##### GIVEN RECORDS

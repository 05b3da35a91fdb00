/*
 * record.rs
 * Copyright (C) 2026 Chris Burdess
 *
 * This file is part of Mailsift, a filtered mailbox retrieval service.
 *
 * Mailsift is free software: you can redistribute it and/or modify
 * it under the terms of the GNU General Public License as published by
 * the Free Software Foundation, either version 3 of the License, or
 * (at your option) any later version.
 *
 * Mailsift is distributed in the hope that it will be useful,
 * but WITHOUT ANY WARRANTY; without even the implied warranty of
 * MERCHANTABILITY or FITNESS FOR A PARTICULAR PURPOSE.  See the
 * GNU General Public License for more details.
 *
 * You should have received a copy of the GNU General Public License
 * along with Mailsift.  If not, see <http://www.gnu.org/licenses/>.
 */

//! The normalized, protocol-independent form of one retrieved message.

use serde::{Deserialize, Serialize};

/// Column order shared by every tabular rendering of records.
pub const RECORD_FIELDS: [&str; 7] = ["uid", "seq", "from", "subject", "date", "message_id", "snippet"];

/// One retrieved message. Built once by the extractor and never mutated afterwards.
#[derive(Debug, Clone, PartialEq, Eq, Serialize, Deserialize)]
pub struct MessageRecord {
    /// Store-assigned unique id; empty when the store did not report one.
    pub uid: String,
    /// Sequence number at search time, as text.
    pub seq: String,
    pub from: String,
    pub subject: String,
    /// UTC RFC 3339 instant, or the raw Date header when it could not be parsed.
    pub date: String,
    pub message_id: String,
    /// At most 200 characters, whitespace collapsed.
    pub snippet: String,
}

impl MessageRecord {
    /// Field values in `RECORD_FIELDS` order.
    pub fn values(&self) -> [&str; 7] {
        [
            &self.uid,
            &self.seq,
            &self.from,
            &self.subject,
            &self.date,
            &self.message_id,
            &self.snippet,
        ]
    }
}
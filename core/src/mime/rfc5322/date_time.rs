/*
 * date_time.rs
 * Copyright (C) 2026 Chris Burdess
 *
 * This file is part of Mailsift, a filtered mailbox retrieval service.
 *
 * Mailsift is free software: you can redistribute it and/or modify
 * it under the terms of the GNU General Public License as published by
 * the Free Software Foundation, either version 3 of the License, or
 * (at your option) any later version.
 *
 * Mailsift is distributed in the hope that it will be useful,
 * but WITHOUT ANY WARRANTY; without even the implied warranty of
 * MERCHANTABILITY or FITNESS FOR A PARTICULAR PURPOSE.  See the
 * GNU General Public License for more details.
 *
 * You should have received a copy of the GNU General Public License
 * along with Mailsift.  If not, see <http://www.gnu.org/licenses/>.
 */

//! RFC 5322 date-time parsing (section 3.3, with the obsolete forms of section 4.3).

use chrono::{DateTime, FixedOffset};

/// Parse an RFC 5322 date-time string (e.g. "Fri, 21 Nov 1997 09:55:06 -0600").
///
/// Also accepts what real mail carries: comments such as "(PDT)", a missing day-of-week,
/// two- and three-digit years, missing seconds, named zones, and no zone at all. A missing
/// or unrecognized zone is read as UTC. Returns None on parse failure.
pub fn parse_rfc5322_date(value: &str) -> Option<DateTime<FixedOffset>> {
    let cleaned = strip_comments(value);
    let cleaned = cleaned.split_whitespace().collect::<Vec<_>>().join(" ");
    if cleaned.is_empty() {
        return None;
    }
    DateTime::parse_from_rfc2822(&cleaned)
        .ok()
        .or_else(|| parse_obsolete_date(&cleaned))
}

/// Remove (possibly nested) parenthesized comments.
fn strip_comments(value: &str) -> String {
    let mut out = String::with_capacity(value.len());
    let mut depth = 0usize;
    for c in value.chars() {
        match c {
            '(' => depth += 1,
            ')' if depth > 0 => depth -= 1,
            _ if depth == 0 => out.push(c),
            _ => {}
        }
    }
    out
}

/// Obsolete formats: tokens are normalized to `DD Mon YYYY HH:MM[:SS] +ZZZZ` and re-parsed.
fn parse_obsolete_date(value: &str) -> Option<DateTime<FixedOffset>> {
    let mut tokens: Vec<&str> = value
        .split(|c: char| c.is_whitespace() || c == ',')
        .filter(|t| !t.is_empty())
        .collect();
    if tokens.first().is_some_and(|t| t.chars().all(|c| c.is_ascii_alphabetic())) {
        tokens.remove(0);
    }
    if tokens.len() < 4 {
        return None;
    }
    let year = expand_year(tokens[2])?;
    let zone = tokens.get(4).map_or(Some("+0000"), |z| zone_offset(z))?;
    let normalized = format!("{} {} {} {} {}", tokens[0], tokens[1], year, tokens[3], zone);
    DateTime::parse_from_str(&normalized, "%d %b %Y %H:%M:%S %z")
        .or_else(|_| DateTime::parse_from_str(&normalized, "%d %b %Y %H:%M %z"))
        .ok()
}

/// RFC 5322 section 4.3: 00-49 -> 2000-2049, 50-99 -> 1950-1999, three digits + 1900.
fn expand_year(token: &str) -> Option<u32> {
    if !token.chars().all(|c| c.is_ascii_digit()) {
        return None;
    }
    let yy: u32 = token.parse().ok()?;
    Some(match token.len() {
        2 if yy <= 49 => 2000 + yy,
        2 => 1900 + yy,
        3 => 1900 + yy,
        _ => yy,
    })
}

/// Numeric zones pass through; obsolete names map to offsets; anything else is UTC.
fn zone_offset(zone: &str) -> Option<&str> {
    let bytes = zone.as_bytes();
    if bytes.len() == 5 && matches!(bytes[0], b'+' | b'-') && bytes[1..].iter().all(u8::is_ascii_digit) {
        return Some(zone);
    }
    Some(match zone.to_ascii_uppercase().as_str() {
        "EST" => "-0500",
        "EDT" => "-0400",
        "CST" => "-0600",
        "CDT" => "-0500",
        "MST" => "-0700",
        "MDT" => "-0600",
        "PST" => "-0800",
        "PDT" => "-0700",
        _ => "+0000",
    })
}
/*
 * base64.rs
 * Copyright (C) 2026 Chris Burdess
 *
 * This file is part of Mailsift, a filtered mailbox retrieval service.
 *
 * Mailsift is free software: you can redistribute it and/or modify
 * it under the terms of the GNU General Public License as published by
 * the Free Software Foundation, either version 3 of the License, or
 * (at your option) any later version.
 *
 * Mailsift is distributed in the hope that it will be useful,
 * but WITHOUT ANY WARRANTY; without even the implied warranty of
 * MERCHANTABILITY or FITNESS FOR A PARTICULAR PURPOSE.  See the
 * GNU General Public License for more details.
 *
 * You should have received a copy of the GNU General Public License
 * along with Mailsift.  If not, see <http://www.gnu.org/licenses/>.
 */

//! Base64 decoder for Content-Transfer-Encoding (RFC 2045) and RFC 2047 "B" encoded-words.

use std::sync::OnceLock;

const INVALID: i8 = -1;
const WHITESPACE: i8 = -2;

fn decode_table() -> &'static [i8; 256] {
    static TABLE: OnceLock<[i8; 256]> = OnceLock::new();
    TABLE.get_or_init(|| {
        let mut t = [INVALID; 256];
        t[32] = WHITESPACE;
        t[9] = WHITESPACE;
        t[13] = WHITESPACE;
        t[10] = WHITESPACE;
        for i in 0..26u8 {
            t[(b'A' + i) as usize] = i as i8;
            t[(b'a' + i) as usize] = (26 + i) as i8;
        }
        for i in 0..10u8 {
            t[(b'0' + i) as usize] = (52 + i) as i8;
        }
        t[b'+' as usize] = 62;
        t[b'/' as usize] = 63;
        t
    })
}

/// Decode a body. Bytes outside the alphabet are skipped and a dangling partial quantum is dropped.
pub fn decode(src: &[u8]) -> Vec<u8> {
    decode_with(src, false).unwrap_or_default()
}

/// Decode an encoded-word payload. None on a byte outside the alphabet or a truncated
/// quantum (one leftover character); missing `=` padding is tolerated.
pub fn decode_strict(src: &[u8]) -> Option<Vec<u8>> {
    decode_with(src, true)
}

fn decode_with(src: &[u8], strict: bool) -> Option<Vec<u8>> {
    let table = decode_table();
    let mut out = Vec::with_capacity(src.len() * 3 / 4);
    let mut quantum: u32 = 0;
    let mut bits: u32 = 0;
    let mut symbols = 0usize;
    for &b in src {
        let val = table[b as usize];
        if val >= 0 {
            quantum = (quantum << 6) | val as u32;
            bits += 6;
            symbols += 1;
            if bits >= 8 {
                bits -= 8;
                out.push((quantum >> bits) as u8);
                quantum &= (1 << bits) - 1;
            }
        } else if val == WHITESPACE {
            continue;
        } else if b == b'=' {
            break;
        } else if strict {
            return None;
        }
    }
    if strict && symbols % 4 == 1 {
        return None;
    }
    Some(out)
}

#[cfg(test)]
mod tests {
    use super::*;

    #[test]
    fn folded_body() {
        assert_eq!(decode(b"SGVsbG8s\r\nIHdvcmxk\r\nIQ==\r\n"), b"Hello, world!");
    }

    #[test]
    fn lenient_skips_garbage() {
        assert_eq!(decode(b"SGV*sbG8="), b"Hello");
    }

    #[test]
    fn strict_rejects_bad_input() {
        assert_eq!(decode_strict(b"SGVsbG8").as_deref(), Some(&b"Hello"[..]));
        assert!(decode_strict(b"SGV*sbG8=").is_none());
        assert!(decode_strict(b"SGVsb").is_none());
    }
}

##########

_ACTION ITEM_
Among the entries above, tally each line with the string "snippet" and state that figure only.

_RESULT OF THE EXERCISE_
3